Bei Verdacht auf eine Demenz können weitere Untersuchungen nötig sein, etwa eine Lumbalpunk­tion. Mithilfe einer feinen Nadel wird dann Nervenwasser aus dem Kanal der Wirbelsäule entnommen. „Bei Alzheimer zeigen sich im Nervenwasser typische Veränderungen bestimmter Eiweiße“, so Bürger.

Um einen Tumor oder ein Blutgerinnsel nach einem Schlaganfall auszuschließen, werden bildgebende Verfahren wie Magnetresonanztomographie (MRT) oder Computerto­mo­graphie (CT) eingesetzt. Die Expertin: „Damit können wir erkennen, welche Regionen im Gehirn betroffen sind.“ Das Team der Ambulanz trifft sich einmal pro Woche, um sich bei Unklarheiten auszutauschen und das weitere Vorgehen zu besprechen.

Dritte Station der Gedächtnisambulanz: Diagnose und Beratung

Liegen die Untersuchungsergebnisse vor, folgt die Diagnose. „Wir nehmen uns viel Zeit für die Aufklärungsgespräche mit den Familien, weil eine Alzheimerdiagnose mit vielen Fragen und Sorgen einhergeht“, sagt Bürger. Sie könne Medikamente verschreiben, die den Verlauf verlangsamen, aber heilen lasse sich eine Demenz nicht. Als Vorsitzende der Alzheimer Gesellschaft München kennt Bürger die Herausforderungen, die eine Demenz im Alltag mit sich bringt. Betroffene und Angehörige müssten ihren eigenen Weg finden. Dabei unterstützen können Pflegestützpunkte, die Alzheimer Gesellschaften und Sozialdienste.

Hier in der Ambulanz Großhadern berät Veronique Handfest rund um das ­Thema Demenz und hilft bei Anträgen für einen Pflegegrad. „Viele Menschen fallen nach der Diagnose in ein Loch und denken, dass mit Demenz alles vorbei ist. Aber das stimmt nicht. Man kann viel machen und für eine gute Lebensqualität sorgen“, so die gelernte Krankenschwester und Soziologin. Dazu brauche es Wissen über den Verlauf und die Behandlungsweisen.

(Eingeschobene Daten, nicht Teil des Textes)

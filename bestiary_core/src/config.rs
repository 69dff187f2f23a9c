use gear_core::{EffectTarget, StatusType, WeaponType};
use serde::Deserialize;
use std::collections::HashMap;

/// TOML configuration for an opponent template file
#[derive(Debug, Deserialize)]
pub struct TemplateFileConfig {
    pub enemy: EnemyConfig,
    #[serde(default)]
    pub actions: Vec<ActionConfig>,
}

/// The opponent itself
#[derive(Debug, Deserialize)]
pub struct EnemyConfig {
    pub id: String,
    pub name: String,
    #[serde(default)]
    pub kind: crate::template::EnemyKind,
    pub base_hp: u32,
    #[serde(default)]
    pub stats: StatsConfig,
    #[serde(default)]
    pub traits: TraitsConfig,
}

#[derive(Debug, Default, Deserialize)]
pub struct StatsConfig {
    #[serde(default)]
    pub attack: f64,
    #[serde(default)]
    pub magic: f64,
    #[serde(default)]
    pub defense: f64,
    #[serde(default)]
    pub magic_defense: f64,
    #[serde(default)]
    pub speed: f64,
}

#[derive(Debug, Default, Deserialize)]
pub struct TraitsConfig {
    #[serde(default)]
    pub physical_resistance: f64,
    #[serde(default)]
    pub magical_resistance: f64,
    #[serde(default)]
    pub immunities: Vec<StatusType>,
    #[serde(default)]
    pub attack_immunities: Vec<WeaponType>,
    /// Keys are "all", a category name, or a status id
    #[serde(default)]
    pub status_resistances: HashMap<String, f64>,
}

/// Configuration for a single entry in the action pool
#[derive(Debug, Deserialize)]
pub struct ActionConfig {
    #[serde(rename = "type")]
    pub action_type: String,
    #[serde(default)]
    pub weight: u32,
    /// Damage multiplier on the attacking stat; optional for status actions
    #[serde(default)]
    pub power: Option<f64>,
    #[serde(default)]
    pub magical: bool,
    #[serde(default)]
    pub grants: Vec<GrantConfig>,
}

/// A status roll bundled into a "status" action
#[derive(Debug, Deserialize)]
pub struct GrantConfig {
    pub status: StatusType,
    pub chance: f64,
    #[serde(default = "default_stacks")]
    pub stacks: u32,
    pub duration: u32,
    #[serde(default = "default_grant_target")]
    pub target: EffectTarget,
}

fn default_stacks() -> u32 {
    1
}

fn default_grant_target() -> EffectTarget {
    EffectTarget::Opponent
}
//! Weapon attack resolution - one swing from stats to staged status effects

mod calculation;

pub use calculation::{
    attack, base_damage, roll_critical, status_power_multiplier, AttackResult, CriticalTier,
    EffectiveStats, StagedEffect,
};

In der Gedächtnis­ambulanz des LMU Klinikums Großhadern in München berät Veronique Handfest Familien und unterstützt bei Anträgen.

In der Gedächtnis­ambulanz des LMU Klinikums Großhadern in München berät Veronique Handfest Familien und unterstützt bei Anträgen.

Die Expertin der Ambulanz bietet Betroffenen mit Demenz im Frühstadium und auch deren Angehörigen an, an einem Gruppenprogramm teilzunehmen. „Darin klären wir über Demenz und Therapien sowie Entlastungs- und Unterstützungsmöglichkeiten auf. Wichtig ist auch, dass man mit anderen in Kontakt kommt und sich austauschen kann“, so Handfest. Renate S. sagt rückblickend: „Die Diagnose war schwer und gleichzeitig gut, denn nun weiß ich, was hinter all den Veränderungen steckt.“ Sie und ihr Mann sind dankbar für die Unterstützung der Ambulanz. In den Fluren und im Aufenthaltsraum hängen Bilder, die in der Kunst­gruppe entstanden sind. Betroffene werden hier einmal im Monat kreativ.Viele Bilder strahlen in kräftigen Farben: Gelb, Rot und Blau. Als würden sie zeigen, dass nach der Diagnose nicht alles schwarz wird.